全村的希望 · 2023 年12 月 11 日 09:16

      - statements:
        - |
            DROP SPACE IF EXISTS sf10;
            CREATE SPACE IF NOT EXISTS sf10(partition_num=5, replica_factor=1, vid_type=FIXED_STRING(16));
            USE sf10;
            CREATE TAG Person(firstName string,lastName string,gender string,birthday string,creationDate string,locationIP string,browserUsed string,language string, email string);
            CREATE TAG Comment(creationDate string,locationIP string,browserUsed string,content string,length string);
            CREATE TAG Post(imageFile string,creationDate string,locationIP string,browserUsed string,language string,content string,length string);
            CREATE TAG Forum(title string,creationDate string);
            CREATE TAG Organisation(type string,name string,url string);
            CREATE TAG Place(name string,url string,type string);
            CREATE TAG Tag(name string, url string);
            CREATE TAG Tagclass(name string, url string);
            CREATE EDGE person_knows_person(creationDate string);
            CREATE EDGE PersonLikesComment(creationDate string);
            CREATE EDGE PersonLikesPost(creationDate string);
            CREATE EDGE PostHasCreatorPerson();
            CREATE EDGE CommentHasCreatorPerson();
            CREATE EDGE CommentHasTagTag();
            CREATE EDGE CommentIsLocatedInPlace();
            CREATE EDGE CommentReplyOfComment();
            CREATE EDGE CommentReplyOfPost();
            CREATE EDGE ForumContainerOfPost();
            CREATE EDGE ForumHasMemberPerson(joinDate string);
            CREATE EDGE ForumHasModeratorPerson();
            CREATE EDGE ForumHasTagTag();
            CREATE EDGE PersonHasInterestTag();
            CREATE EDGE PersonIsLocatedInPlace();
            CREATE EDGE PersonStudyAtOrganisation(classYear string);
            CREATE EDGE PersonWorkAtOrganisation(workFrom string);
            CREATE EDGE PostHasTagTag();
            CREATE EDGE PostIsLocatedInPlace();
            CREATE EDGE OrganisationIsLocatedInPlace();
            CREATE EDGE PlaceIsPartOfPlace();
            CREATE EDGE TagHasTypeTagClass();
            CREATE EDGE TagClassIsSubclassOfTagClass();

全村的希望 · 2023 年12 月 11 日 09:17

语法错误，我没发现哪里写错了

steam · 2023 年12 月 11 日 09:28

看下我们的保留字说明关键字 - NebulaGraph Database 手册 tag 你要用的话，得用引号。
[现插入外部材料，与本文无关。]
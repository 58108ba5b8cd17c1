use std::sync::Arc;

use crate::config::ServerConfig;
use crate::setup::MigrationCoordinator;

/// Shared application state available to all Axum handlers via `State<AppState>`.
///
/// This is cheaply cloneable (inner data is behind `Arc` or is already `Clone`).
#[derive(Clone)]
pub struct AppState {
    /// Database connection pool.
    pub pool: parc_db::DbPool,
    /// Server configuration (JWT settings, setup token, timeouts).
    pub config: Arc<ServerConfig>,
    /// Migration coordinator guarding operator-triggered schema runs.
    pub migrations: Arc<MigrationCoordinator>,
}
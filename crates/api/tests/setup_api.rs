//! HTTP-level integration tests for the operator setup endpoints:
//! token gating, the migration coordinator's single-run guarantee, and
//! one-shot admin bootstrap.

mod common;

use std::time::Duration;

use axum::body::Body;
use axum::http::header::CONTENT_TYPE;
use axum::http::{Method, Request, StatusCode};
use axum::response::Response;
use axum::Router;
use common::{body_json, build_app, build_test_app, test_state, TEST_SETUP_TOKEN};
use sqlx::PgPool;
use tower::ServiceExt;

/// Send a request with an optional `X-Setup-Token` header.
async fn send_setup(
    app: Router,
    method: Method,
    uri: &str,
    token: Option<&str>,
    body: Option<serde_json::Value>,
) -> Response {
    let mut builder = Request::builder().method(method).uri(uri);
    if let Some(token) = token {
        builder = builder.header("x-setup-token", token);
    }
    let request = match body {
        Some(json) => builder
            .header(CONTENT_TYPE, "application/json")
            .body(Body::from(serde_json::to_vec(&json).unwrap()))
            .unwrap(),
        None => builder.body(Body::empty()).unwrap(),
    };
    app.oneshot(request).await.unwrap()
}

fn bootstrap_body() -> serde_json::Value {
    serde_json::json!({
        "email": "root@parc.test",
        "password": "bootstrap-password-123",
        "first_name": "Root",
        "last_name": "Operator",
    })
}

// ---------------------------------------------------------------------------
// Token gating
// ---------------------------------------------------------------------------

#[sqlx::test(migrations = "../db/migrations")]
async fn test_missing_setup_token_is_forbidden(pool: PgPool) {
    let app = build_test_app(pool.clone());
    let response = send_setup(app, Method::POST, "/api/admin/migrate", None, None).await;
    assert_eq!(response.status(), StatusCode::FORBIDDEN);
    assert_eq!(body_json(response).await["code"], "SETUP_TOKEN_INVALID");

    let app = build_test_app(pool);
    let response = send_setup(
        app,
        Method::POST,
        "/api/admin/migrate",
        Some("wrong-token"),
        None,
    )
    .await;
    assert_eq!(response.status(), StatusCode::FORBIDDEN);
}

#[sqlx::test(migrations = "../db/migrations")]
async fn test_setup_disabled_without_configured_token(pool: PgPool) {
    // A server with no SETUP_TOKEN refuses even a correct header.
    let mut state = test_state(pool);
    let mut config = (*state.config).clone();
    config.setup_token = None;
    state.config = std::sync::Arc::new(config);

    let app = build_app(state);
    let response = send_setup(
        app,
        Method::POST,
        "/api/admin/migrate",
        Some(TEST_SETUP_TOKEN),
        None,
    )
    .await;
    assert_eq!(response.status(), StatusCode::FORBIDDEN);
    assert_eq!(body_json(response).await["code"], "SETUP_DISABLED");
}

// ---------------------------------------------------------------------------
// Migration coordinator
// ---------------------------------------------------------------------------

#[sqlx::test(migrations = "../db/migrations")]
async fn test_status_starts_idle(pool: PgPool) {
    let app = build_test_app(pool);
    let response = send_setup(
        app,
        Method::GET,
        "/api/admin/migrate/status",
        Some(TEST_SETUP_TOKEN),
        None,
    )
    .await;
    assert_eq!(response.status(), StatusCode::OK);
    assert_eq!(body_json(response).await["state"], "idle");
}

#[sqlx::test(migrations = "../db/migrations")]
async fn test_trigger_while_running_conflicts(pool: PgPool) {
    let state = test_state(pool);
    // Simulate a run already in flight.
    state.migrations.try_begin().unwrap();

    let app = build_app(state);
    let response = send_setup(
        app,
        Method::POST,
        "/api/admin/migrate",
        Some(TEST_SETUP_TOKEN),
        None,
    )
    .await;

    assert_eq!(response.status(), StatusCode::CONFLICT);
    assert_eq!(body_json(response).await["code"], "MIGRATION_RUNNING");
}

#[sqlx::test(migrations = "../db/migrations")]
async fn test_trigger_runs_to_completion(pool: PgPool) {
    let state = test_state(pool);

    let app = build_app(state.clone());
    let response = send_setup(
        app,
        Method::POST,
        "/api/admin/migrate",
        Some(TEST_SETUP_TOKEN),
        None,
    )
    .await;
    assert_eq!(response.status(), StatusCode::ACCEPTED);
    assert_eq!(body_json(response).await["status"], "running");

    // The test database is already migrated, so the run is a fast no-op;
    // poll the status endpoint until it settles.
    let mut settled = false;
    for _ in 0..50 {
        let app = build_app(state.clone());
        let response = send_setup(
            app,
            Method::GET,
            "/api/admin/migrate/status",
            Some(TEST_SETUP_TOKEN),
            None,
        )
        .await;
        let json = body_json(response).await;
        if json["state"] == "completed" {
            settled = true;
            break;
        }
        assert_ne!(json["state"], "failed", "no-op migration must not fail");
        tokio::time::sleep(Duration::from_millis(100)).await;
    }
    assert!(settled, "migration run should reach the completed state");
}

// ---------------------------------------------------------------------------
// Admin bootstrap
// ---------------------------------------------------------------------------

#[sqlx::test(migrations = "../db/migrations")]
async fn test_bootstrap_creates_admin_once(pool: PgPool) {
    let app = build_test_app(pool.clone());
    let response = send_setup(
        app,
        Method::POST,
        "/api/admin/bootstrap",
        Some(TEST_SETUP_TOKEN),
        Some(bootstrap_body()),
    )
    .await;
    assert_eq!(response.status(), StatusCode::CREATED);
    let json = body_json(response).await;
    assert_eq!(json["role"], "admin");

    // Replay refuses once an admin exists.
    let app = build_test_app(pool);
    let response = send_setup(
        app,
        Method::POST,
        "/api/admin/bootstrap",
        Some(TEST_SETUP_TOKEN),
        Some(bootstrap_body()),
    )
    .await;
    assert_eq!(response.status(), StatusCode::CONFLICT);
    assert_eq!(body_json(response).await["code"], "ADMIN_EXISTS");
}

#[sqlx::test(migrations = "../db/migrations")]
async fn test_bootstrap_requires_token(pool: PgPool) {
    let app = build_test_app(pool);
    let response = send_setup(
        app,
        Method::POST,
        "/api/admin/bootstrap",
        None,
        Some(bootstrap_body()),
    )
    .await;
    assert_eq!(response.status(), StatusCode::FORBIDDEN);
}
以及 NebulaGraph 是支持时间类型的，timestamp、date 都支持，我看你还有日期之类的东西，可以用时间类型。

全村的希望 · 2023 年12 月 11 日 09:47

失败71是什么

steam · 2023 年12 月 11 日 10:47

可能是当中有些数据和 schema 没对应上，所以部分导入失败了。

全村的希望 · 2023 年12 月 12 日 02:30

这为什么查不出来

全村的希望 · 2023 年12 月 12 日 02:37

上面截图统计的vertices数量不对是为什么，正确值应该是29987835